─── INPUT FOR THIS TASK

//! Quorum-bound median aggregation

use crate::error::{GraphError, Result};
use crate::node::{child_tick, type_meta, Node};
use bn::DecFloatPointNumber;
use chrono::{DateTime, Utc};
use std::sync::Arc;
use std::time::Duration;
use tracing::debug;
use types::{Meta, Pair, Point, PointError, Tick};

/// Median price of the children that produced a valid tick
///
/// Fails when fewer than `min_values` children are valid, when the valid ticks disagree
/// on the pair, or when their timestamps spread further than `max_time_diff`.
#[derive(Debug)]
pub struct MedianNode {
    pair: Pair,
    min_values: usize,
    max_time_diff: Option<Duration>,
    children: Vec<Arc<Node>>,
}

impl MedianNode {
    pub fn new(
        pair: Pair,
        min_values: usize,
        max_time_diff: Option<Duration>,
        children: Vec<Arc<Node>>,
    ) -> Result<Self> {
        if min_values == 0 {
            return Err(GraphError::InvalidMinValues);
        }
        expect_enough(children.len(), min_values)?;
        Ok(Self {
            pair,
            min_values,
            max_time_diff,
            children,
        })
    }

    pub fn nodes(&self) -> &[Arc<Node>] {
        &self.children
    }

    pub fn data_point(&self) -> Point {
        let points: Vec<Point> = self.children.iter().map(|child| child.data_point()).collect();
        self.aggregate(points)
    }

    pub fn meta(&self) -> Meta {
        let mut meta = type_meta("aggregator");
        meta.insert("pair".into(), self.pair.to_string().into());
        meta.insert("min_values".into(), self.min_values.into());
        if let Some(diff) = self.max_time_diff {
            meta.insert("max_time_diff".into(), diff.as_secs().into());
        }
        meta
    }

    fn aggregate(&self, points: Vec<Point>) -> Point {
        let mut valid: Vec<(Tick, DateTime<Utc>)> = Vec::with_capacity(points.len());
        for point in &points {
            match child_tick(point) {
                Ok(tick) => valid.push((tick, point.time)),
                Err(err) => debug!(pair = %self.pair, error = %err, "skipping invalid median input"),
            }
        }

        match self.median(&valid) {
            Ok(point) => point.with_sub_points(points).with_meta("type", "aggregator"),
            Err(err) => Point::from_error(err).with_sub_points(points),
        }
    }

    fn median(&self, valid: &[(Tick, DateTime<Utc>)]) -> std::result::Result<Point, PointError> {
        if valid.len() < self.min_values {
            return Err(PointError::aggregation(format!(
                "not enough valid data points for {}: got {}, need {}",
                self.pair,
                valid.len(),
                self.min_values
            )));
        }
        if let Some((tick, _)) = valid.iter().find(|(tick, _)| tick.pair != self.pair) {
            return Err(PointError::aggregation(format!(
                "median of {} received a tick for {}",
                self.pair, tick.pair
            )));
        }

        let earliest = valid.iter().map(|(_, time)| *time).min();
        let latest = valid.iter().map(|(_, time)| *time).max();
        let (Some(earliest), Some(latest)) = (earliest, latest) else {
            return Err(PointError::aggregation("median of no data points"));
        };
        if let Some(max_diff) = self.max_time_diff {
            let spread = latest.signed_duration_since(earliest).to_std().unwrap_or_default();
            if spread > max_diff {
                return Err(PointError::aggregation(format!(
                    "data points for {} are {}s apart, more than {}s allowed",
                    self.pair,
                    spread.as_secs(),
                    max_diff.as_secs()
                )));
            }
        }

        let mut prices: Vec<&DecFloatPointNumber> = valid.iter().filter_map(|(tick, _)| tick.price.as_ref()).collect();
        prices.sort();
        let price = median_of_sorted(&prices)?;

        let volumes: Vec<&DecFloatPointNumber> = valid.iter().filter_map(|(tick, _)| tick.volume24h.as_ref()).collect();
        let volume = if volumes.is_empty() {
            None
        } else {
            Some(volumes.into_iter().fold(DecFloatPointNumber::zero(), |acc, v| &acc + v))
        };

        Ok(Point::new(
            Tick {
                pair: self.pair.clone(),
                price: Some(price),
                volume24h: volume,
            },
            earliest,
        ))
    }
}

fn expect_enough(children: usize, min_values: usize) -> Result<()> {
    if children < min_values {
        return Err(GraphError::InvalidChildCount {
            node: "median",
            expected: "at least min_values",
            got: children,
        });
    }
    Ok(())
}

fn median_of_sorted(prices: &[&DecFloatPointNumber]) -> std::result::Result<DecFloatPointNumber, PointError> {
    let n = prices.len();
    if n == 0 {
        return Err(PointError::aggregation("median of no prices"));
    }
    if n % 2 == 1 {
        return Ok(prices[n / 2].clone());
    }
    let half: DecFloatPointNumber = "0.5".parse()?;
    Ok(&(prices[n / 2 - 1] + prices[n / 2]) * &half)
}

──────

**WORK INSTRUCTIONS**
Take the listing above and write it out again exactly.

**SOLUTION FOR THIS PROBLEM**
//! Quorum-bound median aggregation

use crate::error::{GraphError, Result};
use crate::node::{child_tick, type_meta, Node};
use bn::DecFloatPointNumber;
use chrono::{DateTime, Utc};
use std::sync::Arc;
use std::time::Duration;
use tracing::debug;
use types::{Meta, Pair, Point, PointError, Tick};

/// Median price of the children that produced a valid tick
///
/// Fails when fewer than `min_values` children are valid, when the valid ticks disagree
/// on the pair, or when their timestamps spread further than `max_time_diff`.
#[derive(Debug)]
pub struct MedianNode {
    pair: Pair,
    min_values: usize,
    max_time_diff: Option<Duration>,
    children: Vec<Arc<Node>>,
}

impl MedianNode {
    pub fn new(
        pair: Pair,
        min_values: usize,
        max_time_diff: Option<Duration>,
        children: Vec<Arc<Node>>,
    ) -> Result<Self> {
        if min_values == 0 {
            return Err(GraphError::InvalidMinValues);
        }
        expect_enough(children.len(), min_values)?;
        Ok(Self {
            pair,
            min_values,
            max_time_diff,
            children,
        })
    }

    pub fn nodes(&self) -> &[Arc<Node>] {
        &self.children
    }

    pub fn data_point(&self) -> Point {
        let points: Vec<Point> = self.children.iter().map(|child| child.data_point()).collect();
        self.aggregate(points)
    }

    pub fn meta(&self) -> Meta {
        let mut meta = type_meta("aggregator");
        meta.insert("pair".into(), self.pair.to_string().into());
        meta.insert("min_values".into(), self.min_values.into());
        if let Some(diff) = self.max_time_diff {
            meta.insert("max_time_diff".into(), diff.as_secs().into());
        }
        meta
    }

    fn aggregate(&self, points: Vec<Point>) -> Point {
        let mut valid: Vec<(Tick, DateTime<Utc>)> = Vec::with_capacity(points.len());
        for point in &points {
            match child_tick(point) {
                Ok(tick) => valid.push((tick, point.time)),
                Err(err) => debug!(pair = %self.pair, error = %err, "skipping invalid median input"),
            }
        }

        match self.median(&valid) {
            Ok(point) => point.with_sub_points(points).with_meta("type", "aggregator"),
            Err(err) => Point::from_error(err).with_sub_points(points),
        }
    }

    fn median(&self, valid: &[(Tick, DateTime<Utc>)]) -> std::result::Result<Point, PointError> {
        if valid.len() < self.min_values {
            return Err(PointError::aggregation(format!(
                "not enough valid data points for {}: got {}, need {}",
                self.pair,
                valid.len(),
                self.min_values
            )));
        }
        if let Some((tick, _)) = valid.iter().find(|(tick, _)| tick.pair != self.pair) {
            return Err(PointError::aggregation(format!(
                "median of {} received a tick for {}",
                self.pair, tick.pair
            )));
        }

        let earliest = valid.iter().map(|(_, time)| *time).min();
        let latest = valid.iter().map(|(_, time)| *time).max();
        let (Some(earliest), Some(latest)) = (earliest, latest) else {
            return Err(PointError::aggregation("median of no data points"));
        };
        if let Some(max_diff) = self.max_time_diff {
            let spread = latest.signed_duration_since(earliest).to_std().unwrap_or_default();
            if spread > max_diff {
                return Err(PointError::aggregation(format!(
                    "data points for {} are {}s apart, more than {}s allowed",
                    self.pair,
                    spread.as_secs(),
                    max_diff.as_secs()
                )));
            }
        }

        let mut prices: Vec<&DecFloatPointNumber> = valid.iter().filter_map(|(tick, _)| tick.price.as_ref()).collect();
        prices.sort();
        let price = median_of_sorted(&prices)?;

        let volumes: Vec<&DecFloatPointNumber> = valid.iter().filter_map(|(tick, _)| tick.volume24h.as_ref()).collect();
        let volume = if volumes.is_empty() {
            None
        } else {
            Some(volumes.into_iter().fold(DecFloatPointNumber::zero(), |acc, v| &acc + v))
        };

        Ok(Point::new(
            Tick {
                pair: self.pair.clone(),
                price: Some(price),
                volume24h: volume,
            },
            earliest,
        ))
    }
}

fn expect_enough(children: usize, min_values: usize) -> Result<()> {
    if children < min_values {
        return Err(GraphError::InvalidChildCount {
            node: "median",
            expected: "at least min_values",
            got: children,
        });
    }
    Ok(())
}

fn median_of_sorted(prices: &[&DecFloatPointNumber]) -> std::result::Result<DecFloatPointNumber, PointError> {
    let n = prices.len();
    if n == 0 {
        return Err(PointError::aggregation("median of no prices"));
    }
    if n % 2 == 1 {
        return Ok(prices[n / 2].clone());
    }
    let half: DecFloatPointNumber = "0.5".parse()?;
    Ok(&(prices[n / 2 - 1] + prices[n / 2]) * &half)
}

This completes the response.